Brand Experience and Activation > Product & Service
HILL HOLLIDAY, Boston / NEWSWEEK / 2013
Awards:
Overview
Credits
ClientBriefOrObjective
The hit show 'Mad Men' had been on hiatus for a year, and Newsweek had arranged a dedicated 'Mad Men' issue to celebrate the show’s return in the spring of 2012. Our objective was to draw attention to the special issue, get advertisers to run in the 'Mad Men' special issue, and create buzz to help spur newsstand sales.
It’s a magazine that sells advertising reporting a fictional show about selling advertising. We thought, why not blur the line between the editorial content and the paid advertising. Let’s make the advertising part of the entertainment value of the issue. We’d make the advertisers’ participation be newsworthy in itself, from a content standpoint.
Implementation
We created a media kit to invite advertisers and their agencies to submit specially-designed, retro versions of their ads, as if they were done by fictional 60s adman, Don Draper. The magazine was also redesigned, cover-to-cover, to reflect Newsweek's vintage look from the 60s. Clients such as Mercedes, Allstate, Spam, Benneton, British Airways, Estee Lauder, Bloomingdales, John Hancock, Johnnie Walker and others all contributed special, one-off retro layouts for the issue.
Outcome
Newsweek had its biggest single-issue jump in new advertisers in the magazine's 80-plus year history. The Mad Men Issue ended up making news itself for its retro design and advertisements, with mainstream coverage on such outlets as The New York Times, CBS this Morning, MSNBC, Entertainment Tonight, ABCNews, BuzzFeed, Esquire, Huffington Post, Life & Style, The Atlantic, Charlie Rose, The Hollywood Reporter and Fast Company.
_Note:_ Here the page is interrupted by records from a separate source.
//! Line scans over changed-file content.

use std::collections::HashSet;
use std::sync::Arc;

use super::heuristics::{
    enclosing_call, excerpt, has_dynamic_marker, has_interpolation, has_ticket_reference,
    in_trailing_comment, inside_string_literal, is_comment_line, is_escape_only,
    is_generated_file, is_test_file, is_ui_file, is_zero_literal,
};
use super::tables::DimensionRule;
use super::{ids, Check, CheckContext, CheckResult, RuleTables, ScanTally, Violations};

const EXCERPT_LEN: usize = 80;

/// Preceding lines searched for the call enclosing a dimension argument.
const CALL_LOOKBACK: usize = 6;

/// Fetched source files a content check reads, minus the ones `skip` rejects.
fn eligible<'a>(
    ctx: &'a CheckContext,
    tables: &'a RuleTables,
    skip: impl Fn(&str) -> bool + 'a,
) -> impl Iterator<Item = &'a str> {
    ctx.scannable_files(&tables.source_extensions)
        .filter(move |p| !skip(p))
}

fn conclude(
    violations: Violations,
    tally: &ScanTally,
    pass_line: &str,
    fail_label: &str,
) -> CheckResult {
    if violations.is_empty() {
        return CheckResult::pass(format!("{} ({})", pass_line, tally.describe()));
    }
    CheckResult::fail(
        format!("{} {} ({})", violations.total(), fail_label, tally.describe()),
        violations.into_issues(),
    )
}

// ============================================================================
// Hardcoded strings
// ============================================================================

/// User-facing literals in UI construction calls.
pub struct HardcodedStringsCheck {
    tables: Arc<RuleTables>,
    cap: usize,
    listed: usize,
}

impl HardcodedStringsCheck {
    pub fn new(tables: Arc<RuleTables>, cap: usize, listed: usize) -> Self {
        Self {
            tables,
            cap,
            listed,
        }
    }

    fn scan(&self, path: &str, content: &str, violations: &mut Violations) {
        let lines: Vec<&str> = content.lines().collect();
        for (idx, line) in lines.iter().enumerate() {
            if is_comment_line(line) {
                continue;
            }
            let mut seen = HashSet::new();
            for pattern in &self.tables.hardcoded_patterns {
                for caps in pattern.captures_iter(line) {
                    let (Some(whole), Some(value)) = (caps.get(0), caps.name("value")) else {
                        continue;
                    };
                    if !seen.insert(value.start())
                        || in_trailing_comment(line, whole.start())
                        || inside_string_literal(line, whole.start())
                    {
                        continue;
                    }
                    self.consider(path, &lines, idx, idx, value.as_str(), violations);
                }
            }
            self.scan_wrapped(path, &lines, idx, violations);
        }
    }

    /// `AppText(` closing a line, with its literal on the next non-blank line.
    fn scan_wrapped(&self, path: &str, lines: &[&str], idx: usize, violations: &mut Violations) {
        let line = lines[idx];
        let opened = self.tables.hardcoded_open_patterns.iter().any(|p| {
            p.find(line).is_some_and(|m| {
                !in_trailing_comment(line, m.start()) && !inside_string_literal(line, m.start())
            })
        });
        if !opened {
            return;
        }
        let Some(next) = (idx + 1..lines.len()).find(|&i| !lines[i].trim().is_empty()) else {
            return;
        };
        let literal = self
            .tables
            .leading_literal_patterns
            .iter()
            .find_map(|p| p.captures(lines[next]))
            .and_then(|c| c.name("value"));
        if let Some(value) = literal {
            self.consider(path, lines, idx, next, value.as_str(), violations);
        }
    }

    /// Record `text` found on line `at` unless it is dynamic or not prose.
    fn consider(
        &self,
        path: &str,
        lines: &[&str],
        opened_at: usize,
        at: usize,
        text: &str,
        violations: &mut Violations,
    ) {
        let markers = &self.tables.dynamic_markers;
        if has_interpolation(text)
            || is_escape_only(text)
            || has_dynamic_marker(lines, at, markers)
            || has_dynamic_marker(lines, opened_at, markers)
        {
            return;
        }
        violations.push(format!(
            "{}:{}: \"{}\"",
            path,
            at + 1,
            excerpt(text, EXCERPT_LEN)
        ));
    }
}

impl Check for HardcodedStringsCheck {
    fn id(&self) -> &'static str {
        ids::HARDCODED_STRINGS
    }

    fn name(&self) -> &'static str {
        "Hardcoded strings"
    }

    fn evaluate(&self, ctx: &CheckContext) -> anyhow::Result<CheckResult> {
        let t = &self.tables;
        let mut tally = ScanTally::new();
        let mut violations = Violations::with_listing(self.cap, self.listed);

        let files = eligible(ctx, t, |p| {
            !is_ui_file(p, &t.ui_segments, &t.ui_suffixes)
                || is_generated_file(p, &t.generated_files)
                || is_test_file(p, &t.test_files)
        });
        for path in files {
            tally.record(path);
            self.scan(path, ctx.content(path), &mut violations);
        }

        Ok(conclude(
            violations,
            &tally,
            "No hardcoded UI strings",
            "hardcoded UI string(s); move them to localization",
        ))
    }
}

// ============================================================================
// Debug prints
// ============================================================================

/// Console print calls left in shipped code.
pub struct DebugPrintCheck {
    tables: Arc<RuleTables>,
    cap: usize,
}

impl DebugPrintCheck {
    pub fn new(tables: Arc<RuleTables>, cap: usize) -> Self {
        Self { tables, cap }
    }
}

impl Check for DebugPrintCheck {
    fn id(&self) -> &'static str {
        ids::DEBUG_PRINTS
    }

    fn name(&self) -> &'static str {
        "Debug prints"
    }

    fn evaluate(&self, ctx: &CheckContext) -> anyhow::Result<CheckResult> {
        let t = &self.tables;
        let mut tally = ScanTally::new();
        let mut violations = Violations::capped(self.cap);

        let files = eligible(ctx, t, |p| {
            is_generated_file(p, &t.generated_files) || is_test_file(p, &t.test_files)
        });
        for path in files {
            tally.record(path);
            for (idx, line) in ctx.content(path).lines().enumerate() {
                if is_comment_line(line) {
                    continue;
                }
                let hit = t.debug_patterns.iter().any(|p| {
                    p.find_iter(line).any(|m| {
                        !inside_string_literal(line, m.start())
                            && !in_trailing_comment(line, m.start())
                    })
                });
                if hit {
                    violations.push(format!(
                        "{}:{}: {}",
                        path,
                        idx + 1,
                        excerpt(line, EXCERPT_LEN)
                    ));
                }
            }
        }

        Ok(conclude(
            violations,
            &tally,
            "No debug prints",
            "debug print(s); use the app logger",
        ))
    }
}

// ============================================================================
// TODO tickets
// ============================================================================

/// `// TODO` comments must reference a ticket.
pub struct TodoTicketCheck {
    tables: Arc<RuleTables>,
    cap: usize,
}

impl TodoTicketCheck {
    pub fn new(tables: Arc<RuleTables>, cap: usize) -> Self {
        Self { tables, cap }
    }
}

impl Check for TodoTicketCheck {
    fn id(&self) -> &'static str {
        ids::TODO_TICKETS
    }

    fn name(&self) -> &'static str {
        "TODO tickets"
    }

    fn evaluate(&self, ctx: &CheckContext) -> anyhow::Result<CheckResult> {
        let t = &self.tables;
        let mut tally = ScanTally::new();
        let mut violations = Violations::capped(self.cap);

        for path in eligible(ctx, t, |p| is_generated_file(p, &t.generated_files)) {
            tally.record(path);
            for (idx, line) in ctx.content(path).lines().enumerate() {
                let Some(caps) = t.todo_pattern.captures(line) else {
                    continue;
                };
                let (Some(whole), Some(rest)) = (caps.get(0), caps.name("rest")) else {
                    continue;
                };
                if inside_string_literal(line, whole.start()) {
                    continue;
                }
                if !has_ticket_reference(rest.as_str(), &t.ticket_pattern) {
                    violations.push(format!(
                        "{}:{}: {}",
                        path,
                        idx + 1,
                        excerpt(line, EXCERPT_LEN)
                    ));
                }
            }
        }

        Ok(conclude(
            violations,
            &tally,
            "All TODOs reference a ticket",
            "TODO(s) without a ticket reference (e.g. // TODO(APP-123): ...)",
        ))
    }
}

// ============================================================================
// Dimension conventions
// ============================================================================

/// Whether the match at `offset` of line `idx` is an argument of one of the
/// rule's exempt calls, looking back up to [`CALL_LOOKBACK`] lines.
fn in_exempt_call(rule: &DimensionRule, lines: &[&str], idx: usize, offset: usize) -> bool {
    if rule.exempt_calls.is_empty() {
        return false;
    }
    let mut before = lines[idx.saturating_sub(CALL_LOOKBACK)..idx].join("\n");
    before.push('\n');
    before.push_str(&lines[idx][..offset]);
    enclosing_call(&before).is_some_and(|call| rule.exempt_calls.iter().any(|c| c == call))
}

/// Layout literals must use the scaling-suffix convention.
pub struct DimensionConventionCheck {
    tables: Arc<RuleTables>,
    cap: usize,
}

impl DimensionConventionCheck {
    pub fn new(tables: Arc<RuleTables>, cap: usize) -> Self {
        Self { tables, cap }
    }
}

impl Check for DimensionConventionCheck {
    fn id(&self) -> &'static str {
        ids::DIMENSION_CONVENTIONS
    }

    fn name(&self) -> &'static str {
        "Dimension conventions"
    }

    fn evaluate(&self, ctx: &CheckContext) -> anyhow::Result<CheckResult> {
        let t = &self.tables;
        let mut tally = ScanTally::new();
        let mut violations = Violations::capped(self.cap);

        for path in eligible(ctx, t, |p| is_generated_file(p, &t.generated_files)) {
            tally.record(path);
            let lines: Vec<&str> = ctx.content(path).lines().collect();
            for (idx, line) in lines.iter().enumerate() {
                if is_comment_line(line) {
                    continue;
                }
                for rule in &t.dimension_rules {
                    for caps in rule.pattern.captures_iter(line) {
                        let (Some(whole), Some(value)) = (caps.get(0), caps.name("value")) else {
                            continue;
                        };
                        if is_zero_literal(value.as_str())
                            || inside_string_literal(line, whole.start())
                            || in_trailing_comment(line, whole.start())
                            || in_exempt_call(rule, &lines, idx, whole.start())
                        {
                            continue;
                        }
                        let accepted = caps.name("suffix").is_some_and(|s| {
                            rule.accepted_suffixes.iter().any(|a| a == s.as_str())
                        });
                        if !accepted {
                            violations.push(format!(
                                "{}:{}: `{}` - {}",
                                path,
                                idx + 1,
                                whole.as_str().trim(),
                                rule.suggestion
                            ));
                        }
                    }
                }
            }
        }

        Ok(conclude(
            violations,
            &tally,
            "Dimensions use scaling suffixes",
            "hardcoded dimension(s) without a scaling suffix",
        ))
    }
}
And while magazine ad sales have been trending down across the industry, Newsweek saw its ad pages jump 27.5% over the quarter with the Newsweek issue being that period’s biggest seller.
Relevancy
This idea created news not only around the issue, but around the advertisers who ran ads in the issue. The sales team at the magazine had a great angle to promote. The advertising wasn’t an interruption from the editorial content. Rather, it was a perfect complement.